Jared Kushner might be singlehandedly tasked with securing peace in the Middle East among other totally reasonable assignments from his father-in-law, but today he basked in the warm glow of his favorite private sector heroes. At a White House tech summit that lured Silicon Valley’s most powerful and obsequious, Kushner made a rare public speaking appearance to mostly say some unobjectionable stuff about floppy disks, a topic surely in the front of every American’s mind.
“Today we’ ve assembled a very impressive group of leaders from the private sector and are putting them to work here today to work on some of the country’s biggest challenges that will make a very meaningful difference to a lot of its citizens, ” Kushner said, kicking off the White House’s Technology Week, which will include more tech policy meetings as the week goes on.
“The Department of Defense for example still uses 8″ floppy discs on some of its legacy systems, ” Kushner declared hollowly, with his hollow voice. He went on to decry the 1980 Paperwork Reduction Act and declare the VA’s electronic systems overdue for an update. He also claimed that federal agencies operate 6,100 data centers which could be “consolidated” and migrated to the cloud, though did not offer any immediate specifics about what that process would entail or how to keep that whole cloud thing secure.
In spite of pressure for the tech community to denounce the Trump administration, the new tech summit’s lineup remains nearly the same as it was back in December, again featuring Tim Cook, Jeff Bezos, Eric Schmidt, Satya Nadella and Brian Krzanich, among others. Elon Musk, absent today, famously rage-quit his White House relationship after Trump left the Paris Agreement in early June. And this time around, Facebook didn’ t send COO Sheryl Sandberg (apparently due to a scheduling conflict) though noted maybe-vampire and longtime Facebook board horror Peter Thiel was there.
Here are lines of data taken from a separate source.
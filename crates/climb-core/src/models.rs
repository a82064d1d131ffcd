use chrono::NaiveDateTime;
use serde::{Deserialize, Serialize};

use crate::timestamps::iso_timestamp;

/// Calories at or below this value are treated as missing.
pub const MISSING_CALORIES: u32 = 0;

/// Shortest session duration (minutes) accepted as a real measurement.
pub const MIN_VALID_DURATION: u32 = 10;

/// Longest session duration (minutes) accepted as a real measurement.
pub const MAX_VALID_DURATION: u32 = 300;

/// One bouldering outing parsed from a single log document.
///
/// Field names on the wire match the canonical corpus document:
/// `type`, `date`, `time`, `cal`, `attempted`, `climbed`.
#[derive(Debug, Clone, PartialEq, Eq, Serialize, Deserialize)]
pub struct SessionRecord {
    /// Free-text activity type from the second log line, e.g. `"Boulder"`.
    #[serde(rename = "type")]
    pub activity_type: String,
    /// Session start taken from the log header (local wall-clock time).
    #[serde(rename = "date", with = "iso_timestamp")]
    pub timestamp: NaiveDateTime,
    /// Session length in minutes; `0` when the log carried no duration.
    #[serde(rename = "time", default)]
    pub duration_minutes: u32,
    /// Energy in kilocalories; `0` when the log carried none.
    #[serde(rename = "cal", default)]
    pub calories: u32,
    /// One grade label per unsuccessful attempt, in source line order.
    #[serde(default)]
    pub attempted: Vec<String>,
    /// One grade label per successful ascent, in source line order.
    #[serde(default)]
    pub climbed: Vec<String>,
}

impl SessionRecord {
    /// Number of successful ascents.
    pub fn climb_count(&self) -> usize {
        self.climbed.len()
    }

    /// Successful ascents plus unsuccessful attempts.
    pub fn total_tries(&self) -> usize {
        self.climbed.len() + self.attempted.len()
    }

    /// `false` when calories are missing and should be interpolated.
    pub fn has_valid_calories(&self) -> bool {
        self.calories != MISSING_CALORIES
    }

    /// `false` when the duration is outside the plausible session range.
    pub fn has_valid_duration(&self) -> bool {
        (MIN_VALID_DURATION..=MAX_VALID_DURATION).contains(&self.duration_minutes)
    }
}

// ── Corpus ────────────────────────────────────────────────────────────────────

/// All parsed sessions, ascending by timestamp.
///
/// Every constructor sorts (stably), so the ordering holds for any value of
/// this type, including one deserialised from an unsorted document.
#[derive(Debug, Clone, Default, PartialEq, Eq, Serialize, Deserialize)]
#[serde(from = "Vec<SessionRecord>", into = "Vec<SessionRecord>")]
pub struct Corpus {
    sessions: Vec<SessionRecord>,
}

impl Corpus {
    /// Build a corpus from sessions in any order.
    pub fn new(mut sessions: Vec<SessionRecord>) -> Self {
        sessions.sort_by_key(|s| s.timestamp);
        Self { sessions }
    }

    pub fn sessions(&self) -> &[SessionRecord] {
        &self.sessions
    }

    pub fn len(&self) -> usize {
        self.sessions.len()
    }

    pub fn is_empty(&self) -> bool {
        self.sessions.is_empty()
    }

    pub fn iter(&self) -> std::slice::Iter<'_, SessionRecord> {
        self.sessions.iter()
    }

    pub fn into_sessions(self) -> Vec<SessionRecord> {
        self.sessions
    }
}

impl From<Vec<SessionRecord>> for Corpus {
    fn from(sessions: Vec<SessionRecord>) -> Self {
        Self::new(sessions)
    }
}

impl From<Corpus> for Vec<SessionRecord> {
    fn from(corpus: Corpus) -> Self {
        corpus.sessions
    }
}

impl<'a> IntoIterator for &'a Corpus {
    type Item = &'a SessionRecord;
    type IntoIter = std::slice::Iter<'a, SessionRecord>;

    fn into_iter(self) -> Self::IntoIter {
        self.sessions.iter()
    }
}

// ── Tests ─────────────────────────────────────────────────────────────────────
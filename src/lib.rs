pub mod claims;
pub mod config;
pub mod demo;
pub mod error;
pub mod telemetry;
//! Seed data for the CLI report and for running the service without an
//! external store attached.

use std::sync::Arc;

use crate::claims::{
    ApprovalStatus, Claim, ClaimService, ClaimServiceError, Collection, CollectionId,
    CollectionItem, Creation, MemoryClaimStore, MemoryReferenceData, NewClaim, Prompt, PromptId,
    Pseud, PseudId, Signup, SignupId, User, UserId, Work, WorkId,
};

pub const DEMO_COLLECTION: CollectionId = CollectionId(1);

/// A small exchange: one fulfilled claim, one posted-but-unapproved claim,
/// one unstarted claim against a signup, and one open claim with no request.
pub struct DemoExchange {
    pub service: ClaimService<MemoryClaimStore, MemoryReferenceData>,
    pub collection: CollectionId,
    pub claims: Vec<Claim>,
}

pub fn seed() -> Result<DemoExchange, ClaimServiceError> {
    let store = MemoryClaimStore::shared();
    let refs = MemoryReferenceData::shared();

    refs.insert_collection(Collection {
        id: DEMO_COLLECTION,
        title: "Midwinter Exchange".to_string(),
        maintainer_ids: vec![UserId(1)],
    });

    let people = [
        (UserId(1), PseudId(1), "mod_holly"),
        (UserId(2), PseudId(2), "Astra"),
        (UserId(3), PseudId(3), "birchwine"),
        (UserId(4), PseudId(4), "Caradoc"),
        (UserId(5), PseudId(5), "zephyr"),
    ];
    for (user_id, pseud_id, name) in people {
        refs.insert_user(User {
            id: user_id,
            login: name.to_lowercase(),
            default_pseud_id: pseud_id,
        });
        refs.insert_pseud(Pseud {
            id: pseud_id,
            user_id,
            name: name.to_string(),
        });
    }

    refs.insert_signup(Signup {
        id: SignupId(10),
        collection_id: DEMO_COLLECTION,
        pseud_id: PseudId(2),
    });
    refs.insert_signup(Signup {
        id: SignupId(11),
        collection_id: DEMO_COLLECTION,
        pseud_id: PseudId(3),
    });
    refs.insert_prompt(Prompt {
        id: PromptId(20),
        anonymous: false,
        tags: vec!["Winter".to_string(), "Found Family".to_string()],
    });
    refs.insert_prompt(Prompt {
        id: PromptId(21),
        anonymous: true,
        tags: vec!["Mystery".to_string()],
    });

    let service = ClaimService::new(store.clone(), refs);

    let fulfilled = service.claim(NewClaim {
        collection_id: DEMO_COLLECTION,
        request_signup_id: Some(SignupId(10)),
        request_prompt_id: Some(PromptId(20)),
        claiming_user_id: UserId(4),
    })?;
    let fulfilled = service.attach_creation(fulfilled.id, Creation::Work { id: WorkId(100) })?;
    store.insert_work(Work {
        id: WorkId(100),
        posted: true,
    });
    store.insert_collection_item(CollectionItem {
        collection_id: DEMO_COLLECTION,
        item: Creation::Work { id: WorkId(100) },
        user_approval_status: ApprovalStatus::Approved,
        collection_approval_status: ApprovalStatus::Approved,
    });

    let pending = service.claim(NewClaim {
        collection_id: DEMO_COLLECTION,
        request_signup_id: Some(SignupId(11)),
        request_prompt_id: Some(PromptId(21)),
        claiming_user_id: UserId(5),
    })?;
    let pending = service.attach_creation(pending.id, Creation::Work { id: WorkId(101) })?;
    store.insert_work(Work {
        id: WorkId(101),
        posted: true,
    });
    store.insert_collection_item(CollectionItem {
        collection_id: DEMO_COLLECTION,
        item: Creation::Work { id: WorkId(101) },
        user_approval_status: ApprovalStatus::Approved,
        collection_approval_status: ApprovalStatus::Unreviewed,
    });

    let unstarted = service.claim(NewClaim {
        collection_id: DEMO_COLLECTION,
        request_signup_id: Some(SignupId(10)),
        request_prompt_id: Some(PromptId(20)),
        claiming_user_id: UserId(2),
    })?;

    let open = service.claim(NewClaim {
        collection_id: DEMO_COLLECTION,
        request_signup_id: None,
        request_prompt_id: None,
        claiming_user_id: UserId(3),
    })?;

    Ok(DemoExchange {
        service,
        collection: DEMO_COLLECTION,
        claims: vec![fulfilled, pending, unstarted, open],
    })
}

pub fn shared_service() -> Result<Arc<ClaimService<MemoryClaimStore, MemoryReferenceData>>, ClaimServiceError> {
    Ok(Arc::new(seed()?.service))
}
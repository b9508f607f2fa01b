use std::collections::HashMap;
use std::sync::{Arc, Mutex};

use super::domain::{
    Collection, CollectionId, Prompt, PromptId, Pseud, PseudId, Signup, SignupId, User, UserId,
};

/// Read-only lookups for entities owned by external collaborators.
///
/// Missing rows are an ordinary outcome (accounts get deleted, signups get
/// withdrawn), so every accessor returns `Option` rather than erroring.
pub trait ReferenceData: Send + Sync {
    fn user(&self, id: UserId) -> Option<User>;
    fn pseud(&self, id: PseudId) -> Option<Pseud>;
    fn collection(&self, id: CollectionId) -> Option<Collection>;
    fn signup(&self, id: SignupId) -> Option<Signup>;
    fn prompt(&self, id: PromptId) -> Option<Prompt>;

    /// The user's default alias, used for claiming bylines.
    fn default_pseud(&self, user: UserId) -> Option<Pseud> {
        let user = self.user(user)?;
        self.pseud(user.default_pseud_id)
    }
}

/// Raised by derivations that cannot proceed without the named entity.
#[derive(Debug, Clone, PartialEq, Eq, thiserror::Error)]
#[error("{entity} {id} not found")]
pub struct ReferenceNotFound {
    pub entity: &'static str,
    pub id: u64,
}

impl ReferenceNotFound {
    pub fn new(entity: &'static str, id: u64) -> Self {
        Self { entity, id }
    }
}

/// In-memory reference set backing demos and tests.
#[derive(Default)]
pub struct MemoryReferenceData {
    users: Mutex<HashMap<UserId, User>>,
    pseuds: Mutex<HashMap<PseudId, Pseud>>,
    collections: Mutex<HashMap<CollectionId, Collection>>,
    signups: Mutex<HashMap<SignupId, Signup>>,
    prompts: Mutex<HashMap<PromptId, Prompt>>,
}

impl MemoryReferenceData {
    pub fn shared() -> Arc<Self> {
        Arc::new(Self::default())
    }

    pub fn insert_user(&self, user: User) {
        self.users
            .lock()
            .expect("reference mutex poisoned")
            .insert(user.id, user);
    }

    pub fn insert_pseud(&self, pseud: Pseud) {
        self.pseuds
            .lock()
            .expect("reference mutex poisoned")
            .insert(pseud.id, pseud);
    }

    pub fn insert_collection(&self, collection: Collection) {
        self.collections
            .lock()
            .expect("reference mutex poisoned")
            .insert(collection.id, collection);
    }

    pub fn insert_signup(&self, signup: Signup) {
        self.signups
            .lock()
            .expect("reference mutex poisoned")
            .insert(signup.id, signup);
    }

    pub fn insert_prompt(&self, prompt: Prompt) {
        self.prompts
            .lock()
            .expect("reference mutex poisoned")
            .insert(prompt.id, prompt);
    }

    pub fn remove_user(&self, id: UserId) {
        self.users
            .lock()
            .expect("reference mutex poisoned")
            .remove(&id);
    }
}

impl ReferenceData for MemoryReferenceData {
    fn user(&self, id: UserId) -> Option<User> {
        self.users
            .lock()
            .expect("reference mutex poisoned")
            .get(&id)
            .cloned()
    }

    fn pseud(&self, id: PseudId) -> Option<Pseud> {
        self.pseuds
            .lock()
            .expect("reference mutex poisoned")
            .get(&id)
            .cloned()
    }

    fn collection(&self, id: CollectionId) -> Option<Collection> {
        self.collections
            .lock()
            .expect("reference mutex poisoned")
            .get(&id)
            .cloned()
    }

    fn signup(&self, id: SignupId) -> Option<Signup> {
        self.signups
            .lock()
            .expect("reference mutex poisoned")
            .get(&id)
            .cloned()
    }

    fn prompt(&self, id: PromptId) -> Option<Prompt> {
        self.prompts
            .lock()
            .expect("reference mutex poisoned")
            .get(&id)
            .cloned()
    }
}
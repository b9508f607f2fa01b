//! Claim query engine: composable filters plus the bulk scopes used by
//! challenge collection views.
//!
//! Filters are an explicit predicate AST compiled (here, evaluated) at the
//! store boundary, so a SQL-backed store can translate them once instead of
//! concatenating join clauses. The "unfulfilled"/"unposted" scopes are
//! derived by subtraction: compute the cheap inner-join id set first, then
//! remove it from the scoped claim set. That derivation must return exactly
//! the set the classifier predicates would select directly.

use std::collections::{HashMap, HashSet};
use std::sync::{Arc, Mutex};

use tracing::debug;

use super::classifier;
use super::domain::{
    Claim, ClaimId, CollectionId, CollectionItem, Creation, SignupId, UserId, Work, WorkId,
};
use super::reference::ReferenceData;

/// Predicate over claim rows. Composes with [`ClaimFilter::and`].
#[derive(Debug, Clone, PartialEq)]
pub enum ClaimFilter {
    All,
    InCollection(CollectionId),
    ByClaimingUser(UserId),
    ForRequestSignup(SignupId),
    WithRequest,
    WithoutRequest,
    Unstarted,
    NotIn(Vec<ClaimId>),
    And(Vec<ClaimFilter>),
}

impl ClaimFilter {
    pub fn matches(&self, claim: &Claim) -> bool {
        match self {
            ClaimFilter::All => true,
            ClaimFilter::InCollection(collection) => claim.collection_id == *collection,
            ClaimFilter::ByClaimingUser(user) => claim.claiming_user_id == *user,
            ClaimFilter::ForRequestSignup(signup) => claim.request_signup_id == Some(*signup),
            ClaimFilter::WithRequest => claim.request_signup_id.is_some(),
            ClaimFilter::WithoutRequest => claim.request_signup_id.is_none(),
            ClaimFilter::Unstarted => claim.creation.is_none(),
            ClaimFilter::NotIn(ids) => !ids.contains(&claim.id),
            ClaimFilter::And(filters) => filters.iter().all(|filter| filter.matches(claim)),
        }
    }

    pub fn and(self, other: ClaimFilter) -> ClaimFilter {
        match self {
            ClaimFilter::And(mut filters) => {
                filters.push(other);
                ClaimFilter::And(filters)
            }
            filter => ClaimFilter::And(vec![filter, other]),
        }
    }
}

/// Error enumeration for claim store failures.
#[derive(Debug, thiserror::Error)]
pub enum StoreError {
    #[error("claim already exists")]
    Conflict,
    #[error("claim not found")]
    NotFound,
    #[error("store unavailable: {0}")]
    Unavailable(String),
}

/// The external query executor boundary.
///
/// `select` honors a [`ClaimFilter`]; `collection_item` resolves the
/// (collection, creation) moderation join and `work` the Work publication
/// join. Mutations are single-row and atomic at this boundary — no
/// multi-step sequence is coordinated here.
pub trait ClaimStore: Send + Sync {
    fn select(&self, filter: &ClaimFilter) -> Result<Vec<Claim>, StoreError>;
    fn fetch(&self, id: ClaimId) -> Result<Option<Claim>, StoreError>;
    fn insert(&self, claim: Claim) -> Result<Claim, StoreError>;
    fn update(&self, claim: Claim) -> Result<(), StoreError>;
    fn delete(&self, id: ClaimId) -> Result<(), StoreError>;

    fn collection_item(
        &self,
        collection: CollectionId,
        creation: &Creation,
    ) -> Result<Option<CollectionItem>, StoreError>;

    fn work(&self, id: WorkId) -> Result<Option<Work>, StoreError>;

    /// Ids of fulfilled claims within `filter`, inner-join-equivalent:
    /// unstarted claims never resolve a moderation row, so only started
    /// claims are joined.
    fn fulfilled_ids(&self, filter: &ClaimFilter) -> Result<Vec<ClaimId>, StoreError> {
        let mut ids = Vec::new();
        for claim in self.select(filter)? {
            let Some(creation) = claim.creation.clone() else {
                continue;
            };
            let item = self.collection_item(claim.collection_id, &creation)?;
            let work = match creation.work_id() {
                Some(work_id) => self.work(work_id)?,
                None => None,
            };
            if classifier::is_fulfilled(&claim, item.as_ref(), work.as_ref()) {
                ids.push(claim.id);
            }
        }
        Ok(ids)
    }

    /// Ids of posted claims within `filter`; same inner-join shape as
    /// [`ClaimStore::fulfilled_ids`] without the moderation condition.
    fn posted_ids(&self, filter: &ClaimFilter) -> Result<Vec<ClaimId>, StoreError> {
        let mut ids = Vec::new();
        for claim in self.select(filter)? {
            let Some(creation) = claim.creation.clone() else {
                continue;
            };
            let work = match creation.work_id() {
                Some(work_id) => self.work(work_id)?,
                None => None,
            };
            if classifier::is_posted(&claim, work.as_ref()) {
                ids.push(claim.id);
            }
        }
        Ok(ids)
    }
}

/// In-memory claim store. Persistence proper is an external collaborator;
/// this backing serves the demo seed and every test suite.
#[derive(Default)]
pub struct MemoryClaimStore {
    claims: Mutex<HashMap<ClaimId, Claim>>,
    items: Mutex<Vec<CollectionItem>>,
    works: Mutex<HashMap<WorkId, Work>>,
}

impl MemoryClaimStore {
    pub fn shared() -> Arc<Self> {
        Arc::new(Self::default())
    }

    pub fn insert_collection_item(&self, item: CollectionItem) {
        self.items.lock().expect("store mutex poisoned").push(item);
    }

    pub fn insert_work(&self, work: Work) {
        self.works
            .lock()
            .expect("store mutex poisoned")
            .insert(work.id, work);
    }

    pub fn set_work_posted(&self, id: WorkId, posted: bool) {
        if let Some(work) = self
            .works
            .lock()
            .expect("store mutex poisoned")
            .get_mut(&id)
        {
            work.posted = posted;
        }
    }
}

impl ClaimStore for MemoryClaimStore {
    fn select(&self, filter: &ClaimFilter) -> Result<Vec<Claim>, StoreError> {
        let guard = self.claims.lock().expect("store mutex poisoned");
        let mut claims: Vec<Claim> = guard
            .values()
            .filter(|claim| filter.matches(claim))
            .cloned()
            .collect();
        claims.sort_by_key(|claim| claim.id);
        Ok(claims)
    }

    fn fetch(&self, id: ClaimId) -> Result<Option<Claim>, StoreError> {
        let guard = self.claims.lock().expect("store mutex poisoned");
        Ok(guard.get(&id).cloned())
    }

    fn insert(&self, claim: Claim) -> Result<Claim, StoreError> {
        let mut guard = self.claims.lock().expect("store mutex poisoned");
        if guard.contains_key(&claim.id) {
            return Err(StoreError::Conflict);
        }
        guard.insert(claim.id, claim.clone());
        Ok(claim)
    }

    fn update(&self, claim: Claim) -> Result<(), StoreError> {
        let mut guard = self.claims.lock().expect("store mutex poisoned");
        if !guard.contains_key(&claim.id) {
            return Err(StoreError::NotFound);
        }
        guard.insert(claim.id, claim);
        Ok(())
    }

    fn delete(&self, id: ClaimId) -> Result<(), StoreError> {
        let mut guard = self.claims.lock().expect("store mutex poisoned");
        guard.remove(&id).map(|_| ()).ok_or(StoreError::NotFound)
    }

    fn collection_item(
        &self,
        collection: CollectionId,
        creation: &Creation,
    ) -> Result<Option<CollectionItem>, StoreError> {
        let guard = self.items.lock().expect("store mutex poisoned");
        Ok(guard
            .iter()
            .find(|item| item.collection_id == collection && item.item == *creation)
            .cloned())
    }

    fn work(&self, id: WorkId) -> Result<Option<Work>, StoreError> {
        let guard = self.works.lock().expect("store mutex poisoned");
        Ok(guard.get(&id).cloned())
    }
}

#[derive(Debug, Clone, Copy, PartialEq, Eq, serde::Serialize, serde::Deserialize)]
pub enum SortDirection {
    #[serde(rename = "asc")]
    Ascending,
    #[serde(rename = "desc")]
    Descending,
}

impl SortDirection {
    fn apply(self, ordering: std::cmp::Ordering) -> std::cmp::Ordering {
        match self {
            SortDirection::Ascending => ordering,
            SortDirection::Descending => ordering.reverse(),
        }
    }
}

/// Bulk claim retrieval over a [`ClaimStore`].
pub struct ClaimQueryEngine<S> {
    store: Arc<S>,
}

impl<S> ClaimQueryEngine<S>
where
    S: ClaimStore,
{
    pub fn new(store: Arc<S>) -> Self {
        Self { store }
    }

    pub fn select(&self, filter: &ClaimFilter) -> Result<Vec<Claim>, StoreError> {
        self.store.select(filter)
    }

    pub fn for_request_signup(&self, signup: SignupId) -> Result<Vec<Claim>, StoreError> {
        self.store.select(&ClaimFilter::ForRequestSignup(signup))
    }

    pub fn by_claiming_user(&self, user: UserId) -> Result<Vec<Claim>, StoreError> {
        self.store.select(&ClaimFilter::ByClaimingUser(user))
    }

    pub fn in_collection(&self, collection: CollectionId) -> Result<Vec<Claim>, StoreError> {
        self.store.select(&ClaimFilter::InCollection(collection))
    }

    pub fn with_request(&self) -> Result<Vec<Claim>, StoreError> {
        self.store.select(&ClaimFilter::WithRequest)
    }

    pub fn without_request(&self) -> Result<Vec<Claim>, StoreError> {
        self.store.select(&ClaimFilter::WithoutRequest)
    }

    pub fn unstarted_in(&self, collection: CollectionId) -> Result<Vec<Claim>, StoreError> {
        self.store.select(
            &ClaimFilter::InCollection(collection).and(ClaimFilter::Unstarted),
        )
    }

    pub fn fulfilled_in(&self, collection: CollectionId) -> Result<Vec<Claim>, StoreError> {
        let scope = ClaimFilter::InCollection(collection);
        let ids: HashSet<ClaimId> = self.store.fulfilled_ids(&scope)?.into_iter().collect();
        let mut claims = self.store.select(&scope)?;
        claims.retain(|claim| ids.contains(&claim.id));
        Ok(claims)
    }

    /// Everything in the collection minus the fulfilled id set. Cheaper than
    /// evaluating the outer-join predicate per claim, and required to return
    /// the identical result.
    pub fn unfulfilled_in(&self, collection: CollectionId) -> Result<Vec<Claim>, StoreError> {
        let scope = ClaimFilter::InCollection(collection);
        let fulfilled = self.store.fulfilled_ids(&scope)?;
        if fulfilled.is_empty() {
            debug!(collection = collection.0, "no fulfilled claims, returning full scope");
            return self.store.select(&scope);
        }
        self.store.select(&scope.and(ClaimFilter::NotIn(fulfilled)))
    }

    pub fn posted_in(&self, collection: CollectionId) -> Result<Vec<Claim>, StoreError> {
        let scope = ClaimFilter::InCollection(collection);
        let ids: HashSet<ClaimId> = self.store.posted_ids(&scope)?.into_iter().collect();
        let mut claims = self.store.select(&scope)?;
        claims.retain(|claim| ids.contains(&claim.id));
        Ok(claims)
    }

    pub fn unposted_in(&self, collection: CollectionId) -> Result<Vec<Claim>, StoreError> {
        let scope = ClaimFilter::InCollection(collection);
        let posted = self.store.posted_ids(&scope)?;
        if posted.is_empty() {
            return self.store.select(&scope);
        }
        self.store.select(&scope.and(ClaimFilter::NotIn(posted)))
    }

    /// Same subtraction pattern scoped by claiming user instead of
    /// collection.
    pub fn unposted_for_user(&self, user: UserId) -> Result<Vec<Claim>, StoreError> {
        let scope = ClaimFilter::ByClaimingUser(user);
        let posted = self.store.posted_ids(&scope)?;
        if posted.is_empty() {
            return self.store.select(&scope);
        }
        self.store.select(&scope.and(ClaimFilter::NotIn(posted)))
    }
}

/// Sort claims by the requesting pseud's byline. Inner-join semantics:
/// claims whose signup or pseud cannot be resolved are dropped.
pub fn order_by_requesting_byline(
    mut claims: Vec<Claim>,
    direction: SortDirection,
    refs: &dyn ReferenceData,
) -> Vec<Claim> {
    let mut keyed: Vec<(String, Claim)> = claims
        .drain(..)
        .filter_map(|claim| {
            let signup = refs.signup(claim.request_signup_id?)?;
            let pseud = refs.pseud(signup.pseud_id)?;
            Some((pseud.name, claim))
        })
        .collect();
    keyed.sort_by(|(a, _), (b, _)| direction.apply(a.to_lowercase().cmp(&b.to_lowercase())));
    keyed.into_iter().map(|(_, claim)| claim).collect()
}

/// Sort claims by the claiming user's default pseud byline, dropping claims
/// whose claiming user no longer resolves.
pub fn order_by_claiming_byline(
    mut claims: Vec<Claim>,
    direction: SortDirection,
    refs: &dyn ReferenceData,
) -> Vec<Claim> {
    let mut keyed: Vec<(String, Claim)> = claims
        .drain(..)
        .filter_map(|claim| {
            let pseud = refs.default_pseud(claim.claiming_user_id)?;
            Some((pseud.name, claim))
        })
        .collect();
    keyed.sort_by(|(a, _), (b, _)| direction.apply(a.to_lowercase().cmp(&b.to_lowercase())));
    keyed.into_iter().map(|(_, claim)| claim).collect()
}

/// Sort claims oldest-first by creation timestamp.
pub fn order_by_date(mut claims: Vec<Claim>) -> Vec<Claim> {
    claims.sort_by_key(|claim| (claim.created_at, claim.id));
    claims
}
Kusher also asserted that his new White House office of American Innovation will seek to “modernize the government’s technology infrastructure” as well as make “an effort to bring business sensibility to a government that for too long has relied on past practices as an automatic justification for their continuation” which out of context would be a scary thing to hear coming from an administration with little regard for the foundations of American democracy but in context was mostly kind of boring and about migrating to the cloud.
So far, Tech Week is shaping up to be every bit as memorable as Infrastructure Week!